O tempo
Um ritmo desenfreado. Ela percorria as ruas com tamanha velocidade, que chegava a parecer que voava. As luzes, os postes, as pessoas com quem se cruzava, tudo parecia passar-lhe como se fosse num automóvel. O seu pensamento quase atingia a velocidade do som.

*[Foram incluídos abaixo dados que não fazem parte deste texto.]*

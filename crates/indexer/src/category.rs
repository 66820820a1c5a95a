use eidetic_protocol::FileCategory;

fn filename(relative_path: &str) -> &str {
    relative_path.rsplit('/').next().unwrap_or(relative_path)
}

fn extension(name: &str) -> Option<&str> {
    name.rfind('.').map(|i| &name[i..])
}

fn segments(relative_path: &str) -> impl Iterator<Item = &str> {
    relative_path.split('/').filter(|s| !s.is_empty())
}

fn glob_like(name: &str, pattern: &str) -> bool {
    // Every pattern used here is a single `*` wildcard at the start, end,
    // or both — no need for a general glob engine.
    let lower_name = name.to_ascii_lowercase();
    let lower_pattern = pattern.to_ascii_lowercase();
    match (lower_pattern.starts_with('*'), lower_pattern.ends_with('*')) {
        (true, true) => {
            let inner = &lower_pattern[1..lower_pattern.len() - 1];
            lower_name.contains(inner)
        }
        (true, false) => lower_name.ends_with(&lower_pattern[1..]),
        (false, true) => lower_name.starts_with(&lower_pattern[..lower_pattern.len() - 1]),
        (false, false) => lower_name == lower_pattern,
    }
}

fn is_test(relative_path: &str, name: &str) -> bool {
    if segments(relative_path).any(|s| s == "__tests__") {
        return true;
    }
    const PATTERNS: &[&str] = &["*.test.*", "*.spec.*", "*_test.*", "*_spec.*"];
    if PATTERNS.iter().any(|p| glob_like(name, p)) {
        return true;
    }
    let lower = name.to_ascii_lowercase();
    lower.starts_with("test_") || lower.starts_with("test-")
}

fn is_doc(relative_path: &str, name: &str, ext: Option<&str>) -> bool {
    const DOC_EXTS: &[&str] = &[".md", ".mdx", ".rst", ".txt"];
    if ext.is_some_and(|e| DOC_EXTS.contains(&e.to_ascii_lowercase().as_str())) {
        return true;
    }
    if segments(relative_path).any(|s| s == "docs" || s == "doc") {
        return true;
    }
    const NAME_PATTERNS: &[&str] = &["readme*", "changelog*", "license*"];
    NAME_PATTERNS.iter().any(|p| glob_like(name, p))
}

fn is_generated(relative_path: &str, name: &str) -> bool {
    const GENERATED_SEGMENTS: &[&str] = &["dist", "build", "generated"];
    if segments(relative_path).any(|s| GENERATED_SEGMENTS.contains(&s)) {
        return true;
    }
    let lower = name.to_ascii_lowercase();
    lower.contains(".generated.") || glob_like(name, "*.g.*")
}

fn is_config(relative_path: &str, name: &str, ext: Option<&str>) -> bool {
    let lower = name.to_ascii_lowercase();
    const EXACT_PREFIXES: &[&str] = &[
        "package.json",
        "tsconfig",
        "makefile",
        "dockerfile",
        "docker-compose",
        ".eslintrc",
        ".prettierrc",
    ];
    if EXACT_PREFIXES.iter().any(|p| lower == *p || lower.starts_with(p)) {
        return true;
    }
    if glob_like(name, "*.config.*") {
        return true;
    }
    const CONFIG_EXTS: &[&str] = &[".yaml", ".yml", ".toml"];
    if ext.is_some_and(|e| CONFIG_EXTS.contains(&e.to_ascii_lowercase().as_str())) {
        return !segments(relative_path).any(|s| s == "src");
    }
    false
}

/// First-match-wins classification (spec.md §4.6, §8 property 3). Total and
/// deterministic: every relative path lands in exactly one category.
#[must_use]
pub fn classify_file_category(relative_path: &str) -> FileCategory {
    let name = filename(relative_path);
    let ext = extension(name);

    if is_test(relative_path, name) {
        FileCategory::Test
    } else if is_doc(relative_path, name, ext) {
        FileCategory::Doc
    } else if is_generated(relative_path, name) {
        FileCategory::Generated
    } else if is_config(relative_path, name, ext) {
        FileCategory::Config
    } else {
        FileCategory::Source
    }
}

#[cfg(test)]
mod tests {
    use super::*;

    #[test]
    fn changelog_in_docs_is_doc_not_config() {
        assert_eq!(classify_file_category("docs/CHANGELOG.md"), FileCategory::Doc);
    }

    #[test]
    fn dunder_tests_dir_is_test() {
        assert_eq!(classify_file_category("src/__tests__/foo.ts"), FileCategory::Test);
    }

    #[test]
    fn test_prefix_file_is_test() {
        assert_eq!(classify_file_category("test_utils.py"), FileCategory::Test);
    }

    #[test]
    fn generated_dir_wins_over_config_extension() {
        assert_eq!(classify_file_category("dist/config.yaml"), FileCategory::Generated);
    }

    #[test]
    fn yaml_under_src_is_source_not_config() {
        assert_eq!(classify_file_category("src/schema.yaml"), FileCategory::Source);
    }

    #[test]
    fn yaml_outside_src_is_config() {
        assert_eq!(classify_file_category("config/schema.yaml"), FileCategory::Config);
    }

    #[test]
    fn plain_rust_file_is_source() {
        assert_eq!(classify_file_category("src/main.rs"), FileCategory::Source);
    }

    #[test]
    fn dockerfile_is_config() {
        assert_eq!(classify_file_category("Dockerfile"), FileCategory::Config);
    }

    #[test]
    fn readme_at_root_is_doc() {
        assert_eq!(classify_file_category("README.md"), FileCategory::Doc);
    }
}
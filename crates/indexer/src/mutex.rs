use std::collections::HashMap;
use std::sync::{Arc, Mutex as StdMutex};
use tokio::sync::{Mutex as TokioMutex, OwnedMutexGuard};

/// Per-tree FIFO mutex (spec.md §4.7, §5): at most one `index`/`clear` runs
/// per tree at a time, and concurrent callers for the same tree are served
/// in the order they arrived.
///
/// `tokio::sync::Mutex` already queues waiters FIFO internally, so a map of
/// `normalized_path -> Arc<tokio::sync::Mutex<()>>` gets the ordering
/// guarantee for free; this type only adds the "one lock per path,
/// shared by all callers" bookkeeping (spec.md's "map normalizedPath ->
/// Promise/chan"). Entries are never evicted — one entry per tree ever
/// indexed in this process's lifetime is a bounded, acceptable cost
/// (spec.md §9 "Global state": no teardown requirement).
#[derive(Default)]
pub struct TreeMutexMap {
    locks: StdMutex<HashMap<String, Arc<TokioMutex<()>>>>,
}

impl TreeMutexMap {
    #[must_use]
    pub fn new() -> Self {
        Self::default()
    }

    /// Waits for any in-flight operation on `tree` to finish, then returns
    /// a guard held for the duration of this caller's operation. The
    /// mutex is not held across suspension points beyond the caller's own
    /// critical section — it's released when the guard drops at the end
    /// of the handler function (spec.md §5 "Suspension points").
    pub async fn acquire(&self, tree: &str) -> OwnedMutexGuard<()> {
        let lock = {
            let mut locks = self.locks.lock().unwrap();
            locks.entry(tree.to_string()).or_insert_with(|| Arc::new(TokioMutex::new(()))).clone()
        };
        lock.lock_owned().await
    }
}

#[cfg(test)]
mod tests {
    use super::*;
    use std::sync::atomic::{AtomicU32, Ordering};
    use std::time::Duration;

    #[tokio::test]
    async fn concurrent_operations_on_same_tree_serialize() {
        let mutex_map = Arc::new(TreeMutexMap::new());
        let order = Arc::new(StdMutex::new(Vec::new()));

        let mut handles = Vec::new();
        for i in 0..5 {
            let mutex_map = mutex_map.clone();
            let order = order.clone();
            handles.push(tokio::spawn(async move {
                let _guard = mutex_map.acquire("/tree").await;
                tokio::time::sleep(Duration::from_millis(5)).await;
                order.lock().unwrap().push(i);
            }));
        }
        for h in handles {
            h.await.unwrap();
        }
        assert_eq!(order.lock().unwrap().len(), 5);
    }

    #[tokio::test]
    async fn different_trees_do_not_block_each_other() {
        let mutex_map = Arc::new(TreeMutexMap::new());
        let counter = Arc::new(AtomicU32::new(0));

        let g1 = mutex_map.acquire("/a").await;
        let mutex_map2 = mutex_map.clone();
        let counter2 = counter.clone();
        let handle = tokio::spawn(async move {
            let _g = mutex_map2.acquire("/b").await;
            counter2.fetch_add(1, Ordering::SeqCst);
        });
        handle.await.unwrap();
        assert_eq!(counter.load(Ordering::SeqCst), 1);
        drop(g1);
    }
}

Ao chegar a casa, atirou-se para cima do pequeno sofá, que se encontrava recatado num dos cantos da sala. Pegou no comando da aparelhagem e carregou no único botão colorido. A música deu de si. Surgiu do silêncio uma música de cortar a respiração. Tirou o pesado casaco que trazia vestido. O tempo lá fora estava frio. Nevava há dois dias, quase sempre de tarde. Mas naquela noite também tinha nevado. Resolveu acender a lareira e beber um chá quente. O reconforto alcançado permitiu-lhe recuperar a lucidez habitual.
– Que horas serão?
Pouco importava, o fim-de-semana estava à porta. Afinal, era Sexta-feira. Desde essa manhã que tinha resolvido não trabalhar no dia seguinte. A campainha de casa soou. Uma. Duas. Três vezes. Seria ele?
– Mas a esta hora? Que horas serão? Pouco importa. Amanhã não trabalho. Tomara fosse ele, pensava ela. Impossível. A distância…quer dizer…talvez que…não, ele teria avisado. Ou não?
Enquanto matutava, a campainha, qual criança na idade dos “porquês”, insistia: uma, duas, três vezes; uma, duas, três vezes. Ele carregava no botão, mas não ouvia o toque. Os seus ouvidos, olhos, nariz, pele e boca eram todos dela. E, compulsivamente, continuava a tocar.
– Estará em casa? Que horas serão? Porque não abre? Estou para aqui a carregar, mas será que esta porcaria funciona?
A porta, finalmente, abre-se. Ele entra. A porta bate. Entre o primeiro beijo, o longo abraço e o segundo beijo, nada dizem. Tudo sentem. As mãos frias juntam-se aos corações quentes.
Esquecem-se as horas.
Quebrou-se o gelo, mataram-se as saudades, resfriaram-se os corpos. Era tempo de partir. Que horas seriam? Já tinha perecido o fim-de-semana.
Adeus meu anjo, pensaram.
E voaram.
Novamente.
2 Comments:
E o tempo começou de novo a marcar as horas da saudade...
De encontros a "voar" fica tudo aquilo que retem a memória do sentir. Que faz com que o coração continue a bater até a campainha voltar a tocar.
Até breve meu anjo, senti.
por momentos pensei que estava a ler um dos contos de Ana Teresa Pereira - Conheces?
Ambiente soturno,na penumbra, melancólico, triste mas bom, muito bom!!
Ninguém é de ninguém... mas de vez em quando passa e fica alguém muito cá por dentro, entranhado nisto que somos...
um abraço até ao fim dos tempos...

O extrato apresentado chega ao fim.